■ Your objective: Lines from the top of the listing down to the one with "let output = self.media_root.join(&relative);", inclusive, are to be copied exactly.

----- Extracted information

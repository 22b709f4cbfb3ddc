use super::probe::probe_duration;
use super::process::run;
use super::{source_stem, thumbnail_path, MediaResult};
use crate::config::FfmpegConfig;
use async_trait::async_trait;
use std::ffi::OsString;
use std::path::{Path, PathBuf};

/// Sources shorter than this do not get a thumbnail.
pub const MIN_THUMBNAIL_DURATION_SECS: f64 = 2.0;
/// Offset of the captured frame.
pub const THUMBNAIL_OFFSET: &str = "00:00:01";
pub const THUMBNAIL_WIDTH: u32 = 320;

/// Grabs a single still frame from a source file.
#[async_trait]
pub trait Thumbnailer: Send + Sync {
    /// Returns the media-root relative path of the thumbnail, or `None` when
    /// the source is too short to have a usable frame.
    async fn extract(&self, source: &Path) -> MediaResult<Option<String>>;
}

#[derive(Debug, Clone)]
pub struct FfmpegThumbnailer {
    media_root: PathBuf,
    config: FfmpegConfig,
}

impl FfmpegThumbnailer {
    pub fn new(media_root: impl Into<PathBuf>, config: FfmpegConfig) -> Self {
        Self {
            media_root: media_root.into(),
            config,
        }
    }
}

#[async_trait]
impl Thumbnailer for FfmpegThumbnailer {
    async fn extract(&self, source: &Path) -> MediaResult<Option<String>> {
        let duration =
            probe_duration(&self.config.ffprobe_bin, source, self.config.timeout).await?;
        if duration < MIN_THUMBNAIL_DURATION_SECS {
            tracing::info!(
                source = %source.display(),
                duration,
                "source too short for a thumbnail, skipping"
            );
            return Ok(None);
        }

        let relative = thumbnail_path(&source_stem(source));
        let output = self.media_root.join(&relative);
        if let Some(dir) = output.parent() {
            tokio::fs::create_dir_all(dir).await?;
        }

        run(
            &self.config.ffmpeg_bin,
            &thumbnail_args(source, &output),
            self.config.timeout,
        )
        .await?;

        Ok(Some(relative))
    }
}

pub(crate) fn thumbnail_args(source: &Path, output: &Path) -> Vec<OsString> {
    vec![
        "-ss".into(),
        THUMBNAIL_OFFSET.into(),
        "-i".into(),
        source.as_os_str().to_owned(),
        "-vframes".into(),
        "1".into(),
        "-vf".into(),
        format!("scale={THUMBNAIL_WIDTH}:-1").into(),
        "-y".into(),
        output.as_os_str().to_owned(),
    ]
}

#[cfg(test)]
mod tests {
    use super::*;

    #[test]
    fn grabs_one_scaled_frame_one_second_in() {
        let args = thumbnail_args(
            Path::new("media/videos/clip.mp4"),
            Path::new("media/thumbnails/clip_thumb.jpg"),
        );
        let args: Vec<&str> = args.iter().filter_map(|a| a.to_str()).collect();

        assert_eq!(
            args,
            vec![
                "-ss",
                "00:00:01",
                "-i",
                "media/videos/clip.mp4",
                "-vframes",
                "1",
                "-vf",
                "scale=320:-1",
                "-y",
                "media/thumbnails/clip_thumb.jpg",
            ]
        );
    }
}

----------

■ Result of this exercise:
repository 22b709f4cbfb3ddc
use super::probe::probe_duration;
use super::process::run;
use super::{source_stem, thumbnail_path, MediaResult};
use crate::config::FfmpegConfig;
use async_trait::async_trait;
use std::ffi::OsString;
use std::path::{Path, PathBuf};

/// Sources shorter than this do not get a thumbnail.
pub const MIN_THUMBNAIL_DURATION_SECS: f64 = 2.0;
/// Offset of the captured frame.
pub const THUMBNAIL_OFFSET: &str = "00:00:01";
pub const THUMBNAIL_WIDTH: u32 = 320;

/// Grabs a single still frame from a source file.
#[async_trait]
pub trait Thumbnailer: Send + Sync {
    /// Returns the media-root relative path of the thumbnail, or `None` when
    /// the source is too short to have a usable frame.
    async fn extract(&self, source: &Path) -> MediaResult<Option<String>>;
}

#[derive(Debug, Clone)]
pub struct FfmpegThumbnailer {
    media_root: PathBuf,
    config: FfmpegConfig,
}

impl FfmpegThumbnailer {
    pub fn new(media_root: impl Into<PathBuf>, config: FfmpegConfig) -> Self {
        Self {
            media_root: media_root.into(),
            config,
        }
    }
}

#[async_trait]
impl Thumbnailer for FfmpegThumbnailer {
    async fn extract(&self, source: &Path) -> MediaResult<Option<String>> {
        let duration =
            probe_duration(&self.config.ffprobe_bin, source, self.config.timeout).await?;
        if duration < MIN_THUMBNAIL_DURATION_SECS {
            tracing::info!(
                source = %source.display(),
                duration,
                "source too short for a thumbnail, skipping"
            );
            return Ok(None);
        }

        let relative = thumbnail_path(&source_stem(source));
        let output = self.media_root.join(&relative);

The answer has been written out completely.